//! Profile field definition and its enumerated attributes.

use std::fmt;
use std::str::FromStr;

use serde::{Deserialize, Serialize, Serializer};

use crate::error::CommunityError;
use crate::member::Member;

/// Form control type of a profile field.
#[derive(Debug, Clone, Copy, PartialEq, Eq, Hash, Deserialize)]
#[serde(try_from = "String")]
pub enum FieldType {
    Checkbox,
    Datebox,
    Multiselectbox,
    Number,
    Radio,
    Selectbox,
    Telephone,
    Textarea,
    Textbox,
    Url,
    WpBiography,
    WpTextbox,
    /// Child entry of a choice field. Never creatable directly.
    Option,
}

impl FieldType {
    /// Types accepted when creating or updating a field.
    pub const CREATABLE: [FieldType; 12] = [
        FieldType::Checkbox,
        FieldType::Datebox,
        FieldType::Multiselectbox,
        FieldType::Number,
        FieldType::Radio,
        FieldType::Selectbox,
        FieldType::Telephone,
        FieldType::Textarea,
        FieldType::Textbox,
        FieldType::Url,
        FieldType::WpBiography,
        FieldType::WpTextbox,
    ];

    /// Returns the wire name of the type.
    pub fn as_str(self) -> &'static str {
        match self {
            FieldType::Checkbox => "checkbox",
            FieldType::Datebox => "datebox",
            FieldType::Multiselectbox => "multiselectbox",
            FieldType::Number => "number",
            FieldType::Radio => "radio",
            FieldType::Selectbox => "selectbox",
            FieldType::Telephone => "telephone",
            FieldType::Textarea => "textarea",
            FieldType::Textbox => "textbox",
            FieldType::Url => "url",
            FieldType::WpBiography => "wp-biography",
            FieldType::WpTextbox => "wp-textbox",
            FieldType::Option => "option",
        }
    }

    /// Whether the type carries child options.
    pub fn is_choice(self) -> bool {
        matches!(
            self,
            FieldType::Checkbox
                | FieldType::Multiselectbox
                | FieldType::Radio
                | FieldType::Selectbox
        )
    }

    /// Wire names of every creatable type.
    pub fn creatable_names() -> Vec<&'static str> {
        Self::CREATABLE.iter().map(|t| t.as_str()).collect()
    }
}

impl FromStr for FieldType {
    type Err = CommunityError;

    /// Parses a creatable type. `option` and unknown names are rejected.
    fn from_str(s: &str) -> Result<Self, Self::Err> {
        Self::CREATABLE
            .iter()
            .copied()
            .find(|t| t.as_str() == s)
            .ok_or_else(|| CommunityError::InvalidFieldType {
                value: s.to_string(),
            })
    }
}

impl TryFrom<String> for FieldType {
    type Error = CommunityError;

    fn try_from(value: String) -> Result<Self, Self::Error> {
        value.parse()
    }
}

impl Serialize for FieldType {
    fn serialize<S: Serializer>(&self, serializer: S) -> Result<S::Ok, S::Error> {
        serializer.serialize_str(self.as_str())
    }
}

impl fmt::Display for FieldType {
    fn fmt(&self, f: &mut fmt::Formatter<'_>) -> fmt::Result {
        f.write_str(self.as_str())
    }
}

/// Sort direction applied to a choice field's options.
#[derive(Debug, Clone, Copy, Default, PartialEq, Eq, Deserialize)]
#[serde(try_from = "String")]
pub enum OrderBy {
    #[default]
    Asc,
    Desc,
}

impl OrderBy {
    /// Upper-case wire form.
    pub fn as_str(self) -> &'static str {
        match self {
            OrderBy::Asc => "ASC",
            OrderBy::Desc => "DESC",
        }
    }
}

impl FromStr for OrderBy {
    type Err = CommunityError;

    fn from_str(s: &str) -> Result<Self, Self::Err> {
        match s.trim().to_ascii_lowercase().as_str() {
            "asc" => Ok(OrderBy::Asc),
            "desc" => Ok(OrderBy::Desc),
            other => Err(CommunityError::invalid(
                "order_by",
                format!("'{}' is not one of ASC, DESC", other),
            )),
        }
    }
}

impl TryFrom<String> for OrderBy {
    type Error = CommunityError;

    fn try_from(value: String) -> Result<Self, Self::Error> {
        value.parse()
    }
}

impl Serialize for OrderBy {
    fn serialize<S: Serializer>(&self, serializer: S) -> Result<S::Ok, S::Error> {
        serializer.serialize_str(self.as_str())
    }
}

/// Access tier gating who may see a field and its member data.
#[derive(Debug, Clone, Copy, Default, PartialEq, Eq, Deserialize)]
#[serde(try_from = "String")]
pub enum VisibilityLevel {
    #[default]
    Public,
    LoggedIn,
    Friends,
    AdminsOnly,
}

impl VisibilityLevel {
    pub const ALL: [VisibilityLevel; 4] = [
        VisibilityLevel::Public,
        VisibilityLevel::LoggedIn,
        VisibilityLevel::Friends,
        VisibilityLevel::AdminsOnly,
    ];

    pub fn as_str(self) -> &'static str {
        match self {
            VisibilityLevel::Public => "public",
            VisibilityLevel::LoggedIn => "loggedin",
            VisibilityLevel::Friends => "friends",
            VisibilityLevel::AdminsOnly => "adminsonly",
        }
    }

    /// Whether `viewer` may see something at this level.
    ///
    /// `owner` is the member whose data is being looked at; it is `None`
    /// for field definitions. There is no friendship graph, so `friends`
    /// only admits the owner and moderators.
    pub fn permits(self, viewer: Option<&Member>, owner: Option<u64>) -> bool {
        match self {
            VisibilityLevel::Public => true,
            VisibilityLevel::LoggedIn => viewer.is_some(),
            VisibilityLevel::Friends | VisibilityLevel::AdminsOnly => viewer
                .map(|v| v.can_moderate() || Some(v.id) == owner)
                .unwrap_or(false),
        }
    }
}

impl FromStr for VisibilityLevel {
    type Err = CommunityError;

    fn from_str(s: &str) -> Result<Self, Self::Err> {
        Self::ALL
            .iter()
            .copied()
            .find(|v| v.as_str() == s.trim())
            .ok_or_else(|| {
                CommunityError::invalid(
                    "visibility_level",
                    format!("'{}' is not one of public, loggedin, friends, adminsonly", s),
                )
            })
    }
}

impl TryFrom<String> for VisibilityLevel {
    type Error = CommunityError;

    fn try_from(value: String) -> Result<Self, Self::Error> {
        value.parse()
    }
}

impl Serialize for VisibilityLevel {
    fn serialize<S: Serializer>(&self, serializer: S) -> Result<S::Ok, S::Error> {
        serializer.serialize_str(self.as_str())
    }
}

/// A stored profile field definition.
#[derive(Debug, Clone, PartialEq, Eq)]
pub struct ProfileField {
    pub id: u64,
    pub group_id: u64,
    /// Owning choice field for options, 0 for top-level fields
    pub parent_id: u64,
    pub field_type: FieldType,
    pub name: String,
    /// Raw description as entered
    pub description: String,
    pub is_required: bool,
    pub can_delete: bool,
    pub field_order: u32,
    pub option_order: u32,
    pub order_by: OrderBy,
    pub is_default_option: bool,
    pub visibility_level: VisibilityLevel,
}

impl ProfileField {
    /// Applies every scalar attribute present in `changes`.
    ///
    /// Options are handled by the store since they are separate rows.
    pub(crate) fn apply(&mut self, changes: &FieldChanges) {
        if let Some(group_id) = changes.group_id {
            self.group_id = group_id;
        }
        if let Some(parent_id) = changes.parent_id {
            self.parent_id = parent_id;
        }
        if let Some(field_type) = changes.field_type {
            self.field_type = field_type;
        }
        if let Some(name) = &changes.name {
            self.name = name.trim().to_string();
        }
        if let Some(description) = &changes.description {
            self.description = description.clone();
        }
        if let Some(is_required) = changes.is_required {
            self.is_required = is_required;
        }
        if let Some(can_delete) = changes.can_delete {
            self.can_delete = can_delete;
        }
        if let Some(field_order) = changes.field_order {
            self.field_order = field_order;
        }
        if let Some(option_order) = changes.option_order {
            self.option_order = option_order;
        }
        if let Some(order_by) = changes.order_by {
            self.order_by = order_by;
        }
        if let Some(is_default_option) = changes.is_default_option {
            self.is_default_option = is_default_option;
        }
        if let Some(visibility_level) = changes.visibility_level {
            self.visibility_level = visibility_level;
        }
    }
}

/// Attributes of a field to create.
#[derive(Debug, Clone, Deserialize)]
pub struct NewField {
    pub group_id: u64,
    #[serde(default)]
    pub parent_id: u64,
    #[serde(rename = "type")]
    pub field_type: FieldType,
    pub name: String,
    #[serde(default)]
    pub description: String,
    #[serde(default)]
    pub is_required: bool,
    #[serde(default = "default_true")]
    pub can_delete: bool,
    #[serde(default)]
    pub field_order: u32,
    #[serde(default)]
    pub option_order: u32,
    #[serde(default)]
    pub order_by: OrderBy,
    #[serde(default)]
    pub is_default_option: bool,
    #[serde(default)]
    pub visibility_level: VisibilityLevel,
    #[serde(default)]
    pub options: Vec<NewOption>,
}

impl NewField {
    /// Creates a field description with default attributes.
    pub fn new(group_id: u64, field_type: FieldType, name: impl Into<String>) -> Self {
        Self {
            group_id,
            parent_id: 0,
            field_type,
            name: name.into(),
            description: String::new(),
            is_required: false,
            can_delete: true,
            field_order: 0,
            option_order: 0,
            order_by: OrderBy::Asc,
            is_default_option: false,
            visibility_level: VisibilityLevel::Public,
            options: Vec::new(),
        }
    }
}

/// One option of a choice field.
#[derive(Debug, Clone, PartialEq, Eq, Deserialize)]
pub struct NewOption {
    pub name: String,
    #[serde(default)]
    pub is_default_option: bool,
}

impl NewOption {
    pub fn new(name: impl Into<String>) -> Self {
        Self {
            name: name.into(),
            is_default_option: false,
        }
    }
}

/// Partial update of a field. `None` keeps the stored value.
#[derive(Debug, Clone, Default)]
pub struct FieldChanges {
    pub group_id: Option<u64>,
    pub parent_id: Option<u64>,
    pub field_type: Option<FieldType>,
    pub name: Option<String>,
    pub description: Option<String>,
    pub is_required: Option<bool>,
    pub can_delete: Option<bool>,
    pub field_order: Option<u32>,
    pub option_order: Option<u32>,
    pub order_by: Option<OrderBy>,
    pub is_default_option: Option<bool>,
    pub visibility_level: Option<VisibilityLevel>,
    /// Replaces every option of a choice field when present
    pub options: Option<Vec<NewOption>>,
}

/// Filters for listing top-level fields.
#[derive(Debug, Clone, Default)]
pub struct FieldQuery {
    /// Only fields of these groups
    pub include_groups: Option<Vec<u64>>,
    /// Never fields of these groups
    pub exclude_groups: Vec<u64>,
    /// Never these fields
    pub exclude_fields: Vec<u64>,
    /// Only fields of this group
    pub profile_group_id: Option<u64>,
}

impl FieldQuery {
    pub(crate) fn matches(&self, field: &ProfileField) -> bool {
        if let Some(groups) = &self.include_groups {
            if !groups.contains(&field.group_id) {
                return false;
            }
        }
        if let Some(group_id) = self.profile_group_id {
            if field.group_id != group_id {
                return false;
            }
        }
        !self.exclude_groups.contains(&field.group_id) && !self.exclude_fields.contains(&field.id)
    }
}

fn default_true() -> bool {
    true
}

══════════

(What you need to do)
Reproduce every line from the listing above that holds the word "Never".

(Answer area)
    /// Child entry of a choice field. Never creatable directly.
    /// Never fields of these groups
    /// Never these fields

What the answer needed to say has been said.